JJP'S History

Women from Joe Jefferson Players standing with gifted portrait of Joseph Jefferson III

Who Was Joe Jefferson?

Joseph Jefferson III (1829-1905), the man that inspired the theater group’s namesake, was a prominent 19th century actor that dedicated 72 years of his life to the art of theater and spent part of his youth in the city of Mobile. Joe Jefferson was elected as the second President of a national historic theater organization called “The Players Club” and is credited with being one of their incorporators. Joseph “Joe” Jefferson performed as the beloved character Rip Van Winkle on numerous stages throughout the United States and Europe, during his acting career he was noted to be the representative of the American Comedian. Jefferson’s theatrical prominence and connection to Mobile justified the naming of the theater company. 

Founding Story

In 1947, in an effort to rebuild after the devastation of World War II, fifteen local citizens gathered together to try and revamp the community theater scene within the city of Mobile.
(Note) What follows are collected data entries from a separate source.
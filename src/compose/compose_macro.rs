//! The `compose!` macro: right-to-left function composition.

/// Composes functions right-to-left.
///
/// `compose!(f, g, h)` builds `|x| f(g(h(x)))`: the last listed function
/// is applied first to the raw input, each preceding function receives the
/// prior result, and the first listed produces the final value.
///
/// The result is a plain closure, so it can be stored, passed along, or
/// lifted into the dynamic layer via
/// [`RawFn`](crate::callable::RawFn) when it needs currying or memoizing.
///
/// # Examples
///
/// ```rust
/// use pliers::compose;
///
/// fn square(x: i32) -> i32 { x * x }
/// fn double(x: i32) -> i32 { x * 2 }
/// fn add_one(x: i32) -> i32 { x + 1 }
///
/// // add_one(double(square(3))) = add_one(double(9)) = 19
/// let composed = compose!(add_one, double, square);
/// assert_eq!(composed(3), 19);
/// ```
///
/// Types may change between stages:
///
/// ```rust
/// use pliers::compose;
///
/// let length_of_display = compose!(|s: String| s.len(), |n: i32| n.to_string());
/// assert_eq!(length_of_display(12345), 5);
/// ```
#[macro_export]
macro_rules! compose {
    ($only:expr $(,)?) => { $only };
    ($outer:expr, $($inner:expr),+ $(,)?) => {
        move |input| ($outer)($crate::compose!($($inner),+)(input))
    };
}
The outcome of that meeting resulted in the creation of the group known as the “Joe Jefferson Players”. After the 1947 meeting, the Joe Jefferson Players would perform in various locations throughout the city until a former church building on South Carlen Street was purchased in 1949.

Trials and Tribulations

Trials and tribulations would fall upon Joe Jefferson Players in 1959 when the South Carlen Street building was condemned by the city, and the Players were given ten days to leave the premises. A natural disaster that occurred on Christmas day in 2012 was a EF-2 tornado that ripped through Midtown Mobile and destroyed Joe Jefferson’s HVAC system and roof.  The CO-VID 19 pandemic halted the Joe Jefferson Players’ 2021-2022 season and musical production of Sister Act multiple times over the course of 18 months, which resulted in the show being officially canceled.

Joe Jefferson Players Timeline

1947: Gathering of 15 Mobilians & creation of the players.

1949: South Carlen Street Church Building Purchased & transformed into a playhouse. In the same year JJP opened to the public and welcomed female director Yvonne Howell. 

1952: Bob Snook First professional director and actor hired, stayed with the organization until 1955.

1955: Snook replaced by Bob Cahlman who was credited with redecorating the theater.

1959: Theater building condemned, forced players to abandon building and actors performed on makeshift stage within Dauphin Way Methodist for two seasons. 

1961: Original site location on South Carlen Street repurchased and opened the season with play “Look Homeward Angel”.

1963: Introduction of new director John Heald. 

1968: Expansion of theater seating and iron facade added to property. 

1996: 50th JJP season opens

2012: Christmas tornado destroys JJP’s roof and HVAC system.

2018: 1st Annual Fundraiser production of Bent Broadway.

2021: Production of Sister Act shut down due to covid. 

2024: 77th season of JJP announced with productions of Rodgers & Hammersteins Cinderella, Taming of the Shrew, The Addams Family, After Midnight and the Glass Menagerie scheduled.